Task to complete:
Wherever a line of the records contains "BigDec", copy that line.

Source material:
══════════════════════════════

//! Mathematical constants.

mod e;
mod ln10;
mod pi;

use crate::common::consts::ONE;
use crate::common::consts::ONE_EIGHTY;
use crate::common::consts::TWO;
use crate::ctx::Context;
use crate::defs::Error;
use crate::defs::CONST_P;
use crate::num::DecNumber;
use lazy_static::lazy_static;

lazy_static! {
    /// Constants computed once with the precision of 500 digits.
    pub static ref CONSTS: Consts = Consts::new(CONST_P).expect("Constants initialization.");
}

/// Constants cache contains arbitrary-precision mathematical constants.
#[derive(Debug)]
pub struct Consts {
    p: usize,
    pi: DecNumber,
    half_pi: DecNumber,
    tau: DecNumber,
    deg2rad: DecNumber,
    rad2deg: DecNumber,
    e: DecNumber,
    ln10: DecNumber,
    ln10_inv: DecNumber,
}

impl Consts {
    /// Computes all constants with precision `p`.
    ///
    /// ## Errors
    ///
    ///  - InvalidArgument: the precision is zero.
    pub fn new(p: usize) -> Result<Self, Error> {
        let ctx = Context::consts().with_precision(p)?;
        let wrk = ctx.inc(10);
        let pi = pi::calc_pi(wrk.precision())?;
        let ln10 = ln10::calc_ln10(wrk.precision())?;

        Ok(Consts {
            p,
            half_pi: Self::calc_half_pi(&pi, &wrk)?.round(&ctx)?,
            tau: pi.mul(&TWO, &ctx)?,
            deg2rad: Self::calc_deg2rad(&pi, &wrk)?.round(&ctx)?,
            rad2deg: Self::calc_rad2deg(&pi, &wrk)?.round(&ctx)?,
            e: e::calc_e(p)?,
            ln10_inv: ONE.div(&ln10, &wrk)?.round(&ctx)?,
            ln10: ln10.round(&ctx)?,
            pi: pi.round(&ctx)?,
        })
    }

    fn calc_half_pi(pi: &DecNumber, ctx: &Context) -> Result<DecNumber, Error> {
        pi.div(&TWO, ctx)
    }

    fn calc_deg2rad(pi: &DecNumber, ctx: &Context) -> Result<DecNumber, Error> {
        pi.div(&ONE_EIGHTY, ctx)
    }

    fn calc_rad2deg(pi: &DecNumber, ctx: &Context) -> Result<DecNumber, Error> {
        ONE_EIGHTY.div(pi, ctx)
    }

    // Returns the cached value rounded to the context,
    // or computes the value if the context requires more digits than cached.
    fn get(
        &self,
        val: &DecNumber,
        ctx: &Context,
        calc: impl FnOnce(&Context) -> Result<DecNumber, Error>,
    ) -> Result<DecNumber, Error> {
        if ctx.precision() <= self.p {
            val.round(ctx)
        } else {
            let wrk = ctx.inc(10);
            calc(&wrk)?.round(ctx)
        }
    }

    /// Returns the value of the pi number.
    ///
    /// ## Errors
    ///
    ///  - InvalidArgument: precision is incorrect.
    pub fn pi(&self, ctx: &Context) -> Result<DecNumber, Error> {
        self.get(&self.pi, ctx, |wrk| pi::calc_pi(wrk.precision()))
    }

    /// Returns the value of pi/2.
    ///
    /// ## Errors
    ///
    ///  - InvalidArgument: precision is incorrect.
    pub fn half_pi(&self, ctx: &Context) -> Result<DecNumber, Error> {
        self.get(&self.half_pi, ctx, |wrk| {
            Self::calc_half_pi(&pi::calc_pi(wrk.precision())?, wrk)
        })
    }

    /// Returns the value of 2*pi.
    ///
    /// ## Errors
    ///
    ///  - InvalidArgument: precision is incorrect.
    pub fn tau(&self, ctx: &Context) -> Result<DecNumber, Error> {
        self.get(&self.tau, ctx, |wrk| pi::calc_pi(wrk.precision())?.mul(&TWO, wrk))
    }

    /// Returns the number of radians in one degree, pi/180.
    ///
    /// ## Errors
    ///
    ///  - InvalidArgument: precision is incorrect.
    pub fn deg2rad(&self, ctx: &Context) -> Result<DecNumber, Error> {
        self.get(&self.deg2rad, ctx, |wrk| {
            Self::calc_deg2rad(&pi::calc_pi(wrk.precision())?, wrk)
        })
    }

    /// Returns the number of degrees in one radian, 180/pi.
    ///
    /// ## Errors
    ///
    ///  - InvalidArgument: precision is incorrect.
    pub fn rad2deg(&self, ctx: &Context) -> Result<DecNumber, Error> {
        self.get(&self.rad2deg, ctx, |wrk| {
            Self::calc_rad2deg(&pi::calc_pi(wrk.precision())?, wrk)
        })
    }

    /// Returns the value of the Euler number.
    ///
    /// ## Errors
    ///
    ///  - InvalidArgument: precision is incorrect.
    pub fn e(&self, ctx: &Context) -> Result<DecNumber, Error> {
        self.get(&self.e, ctx, |wrk| e::calc_e(wrk.precision()))
    }

    /// Returns the value of the natural logarithm of 10.
    ///
    /// ## Errors
    ///
    ///  - InvalidArgument: precision is incorrect.
    pub fn ln_10(&self, ctx: &Context) -> Result<DecNumber, Error> {
        self.get(&self.ln10, ctx, |wrk| ln10::calc_ln10(wrk.precision()))
    }

    /// Returns the value of 1/ln(10).
    ///
    /// ## Errors
    ///
    ///  - InvalidArgument: precision is incorrect.
    pub fn ln_10_inv(&self, ctx: &Context) -> Result<DecNumber, Error> {
        self.get(&self.ln10_inv, ctx, |wrk| {
            ONE.div(&ln10::calc_ln10(wrk.precision())?, wrk)
        })
    }
}
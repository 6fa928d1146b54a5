//! Hyperbolic arccosine.

use crate::common::consts::ONE;
use crate::common::consts::TWO;
use crate::ctx::Context;
use crate::defs::Error;
use crate::num::DecNumber;
use crate::ops::asinh::HYPERBOLIC_F64_MAX_MAGNITUDE;
use crate::ops::newton::newton_solve;
use crate::ops::newton::sample_gradient;
use crate::ops::GUARD;

/// Relative spacing of the points for the gradient estimate.
const ACOSH_GRADIENT_SPACING: f64 = 1e-4;

impl DecNumber {
    /// Computes the hyperbolic arccosine of a number. The result is rounded according to the context.
    ///
    /// ## Errors
    ///
    ///  - InvalidArgument: the argument is less than 1.
    pub fn acosh(&self, ctx: &Context) -> Result<Self, Error> {
        let cmp_one = self.cmp(&ONE);

        if cmp_one < 0 {
            return Err(Error::InvalidArgument);
        }

        if cmp_one == 0 {
            return Ok(Self::new());
        }

        let wrk = ctx.inc(GUARD);

        if self.cmp(&TWO) < 0 {
            // acosh(x) = asinh(sqrt((x - 1) * (x + 1)))
            let t = self.sub(&ONE, &wrk)?.mul(&self.add(&ONE, &wrk)?, &wrk)?;
            return t.sqrt(&wrk)?.asinh(ctx);
        }

        if let Some(r) = self.ln_double_large(&wrk)? {
            return r.round(ctx);
        }

        let (seed, gradient) = if self.magnitude() > HYPERBOLIC_F64_MAX_MAGNITUDE {
            // acosh(x) ~ ln(2x), d/dx acosh(x) ~ 1/x
            (self.mul(&TWO, &wrk)?.ln(&wrk)?, self.recip(&wrk)?)
        } else {
            let y = self.to_f64();
            let a = (y * (1.0 - ACOSH_GRADIENT_SPACING)).max(1.0);
            let b = y * (1.0 + ACOSH_GRADIENT_SPACING);
            (Self::from_f64(y.acosh())?, sample_gradient(f64::acosh, a, b)?)
        };

        newton_solve("acosh", |g, c| g.cosh(c), self, seed, &gradient, &wrk)?.round(ctx)
    }
}
//! Serialization of BigDec.
//! Numbers are serialized as strings in the display format.

use crate::BigDec;
use serde::{Serialize, Serializer};

impl Serialize for BigDec {
    fn serialize<S: Serializer>(&self, serializer: S) -> Result<S::Ok, S::Error> {
        serializer.serialize_str(&self.to_string())
    }
}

══════════════════════════════

Task response:
//! Serialization of BigDec.
use crate::BigDec;
impl Serialize for BigDec {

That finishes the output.